[Stored data]
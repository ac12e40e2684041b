use crate::foundation::error::{ReelError, ReelResult};

pub use kurbo::{Affine, Point, Vec2};

/// Stable scene identifier. Survives reorders and edits; never reused while the scene exists.
#[derive(
    Clone, Copy, Debug, PartialEq, Eq, PartialOrd, Ord, Hash, serde::Serialize, serde::Deserialize,
)]
#[serde(transparent)]
pub struct SceneId(pub u64);

/// Host pointer identifier (mouse, pen, or a single touch contact).
#[derive(
    Clone, Copy, Debug, PartialEq, Eq, PartialOrd, Ord, Hash, serde::Serialize, serde::Deserialize,
)]
#[serde(transparent)]
pub struct PointerId(pub u64);

/// Playback generation counter.
///
/// Incremented on every play start. Time-based animation primitives compare the id they were
/// last synced with against the current one to decide between resetting and continuing.
#[derive(
    Clone,
    Copy,
    Debug,
    Default,
    PartialEq,
    Eq,
    PartialOrd,
    Ord,
    Hash,
    serde::Serialize,
    serde::Deserialize,
)]
#[serde(transparent)]
pub struct SessionId(pub u64);

impl SessionId {
    /// The id following this one.
    pub fn next(self) -> Self {
        Self(self.0.wrapping_add(1))
    }
}

/// Output canvas dimensions in pixels.
#[derive(Clone, Copy, Debug, PartialEq, Eq, serde::Serialize, serde::Deserialize)]
pub struct Canvas {
    /// Width in pixels.
    pub width: u32,
    /// Height in pixels.
    pub height: u32,
}

impl Canvas {
    /// Build a canvas, rejecting zero-sized dimensions.
    pub fn new(width: u32, height: u32) -> ReelResult<Self> {
        if width == 0 || height == 0 {
            return Err(ReelError::validation("canvas width/height must be > 0"));
        }
        Ok(Self { width, height })
    }

    /// Canvas center in screen space.
    pub fn center(self) -> Point {
        Point::new(f64::from(self.width) / 2.0, f64::from(self.height) / 2.0)
    }
}

pub(crate) fn secs_to_ms(secs: f64) -> f64 {
    secs * 1000.0
}

#[cfg(test)]
#[path = "../../tests/unit/foundation/core.rs"]
mod tests;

* YOUR OBJECTIVE: Repeat each line of the data exactly, missing none.

* EXPECTED ANSWER:
repository ac12e40e2684041b
use crate::foundation::error::{ReelError, ReelResult};

pub use kurbo::{Affine, Point, Vec2};

/// Stable scene identifier. Survives reorders and edits; never reused while the scene exists.
#[derive(
    Clone, Copy, Debug, PartialEq, Eq, PartialOrd, Ord, Hash, serde::Serialize, serde::Deserialize,
)]
#[serde(transparent)]
pub struct SceneId(pub u64);

/// Host pointer identifier (mouse, pen, or a single touch contact).
#[derive(
    Clone, Copy, Debug, PartialEq, Eq, PartialOrd, Ord, Hash, serde::Serialize, serde::Deserialize,
)]
#[serde(transparent)]
pub struct PointerId(pub u64);

/// Playback generation counter.
///
/// Incremented on every play start. Time-based animation primitives compare the id they were
/// last synced with against the current one to decide between resetting and continuing.
#[derive(
    Clone,
    Copy,
    Debug,
    Default,
    PartialEq,
    Eq,
    PartialOrd,
    Ord,
    Hash,
    serde::Serialize,
    serde::Deserialize,
)]
#[serde(transparent)]
pub struct SessionId(pub u64);

impl SessionId {
    /// The id following this one.
    pub fn next(self) -> Self {
        Self(self.0.wrapping_add(1))
    }
}

/// Output canvas dimensions in pixels.
#[derive(Clone, Copy, Debug, PartialEq, Eq, serde::Serialize, serde::Deserialize)]
pub struct Canvas {
    /// Width in pixels.
    pub width: u32,
    /// Height in pixels.
    pub height: u32,
}

impl Canvas {
    /// Build a canvas, rejecting zero-sized dimensions.
    pub fn new(width: u32, height: u32) -> ReelResult<Self> {
        if width == 0 || height == 0 {
            return Err(ReelError::validation("canvas width/height must be > 0"));
        }
        Ok(Self { width, height })
    }

    /// Canvas center in screen space.
    pub fn center(self) -> Point {
        Point::new(f64::from(self.width) / 2.0, f64::from(self.height) / 2.0)
    }
}

pub(crate) fn secs_to_ms(secs: f64) -> f64 {
    secs * 1000.0
}

#[cfg(test)]
#[path = "../../tests/unit/foundation/core.rs"]
mod tests;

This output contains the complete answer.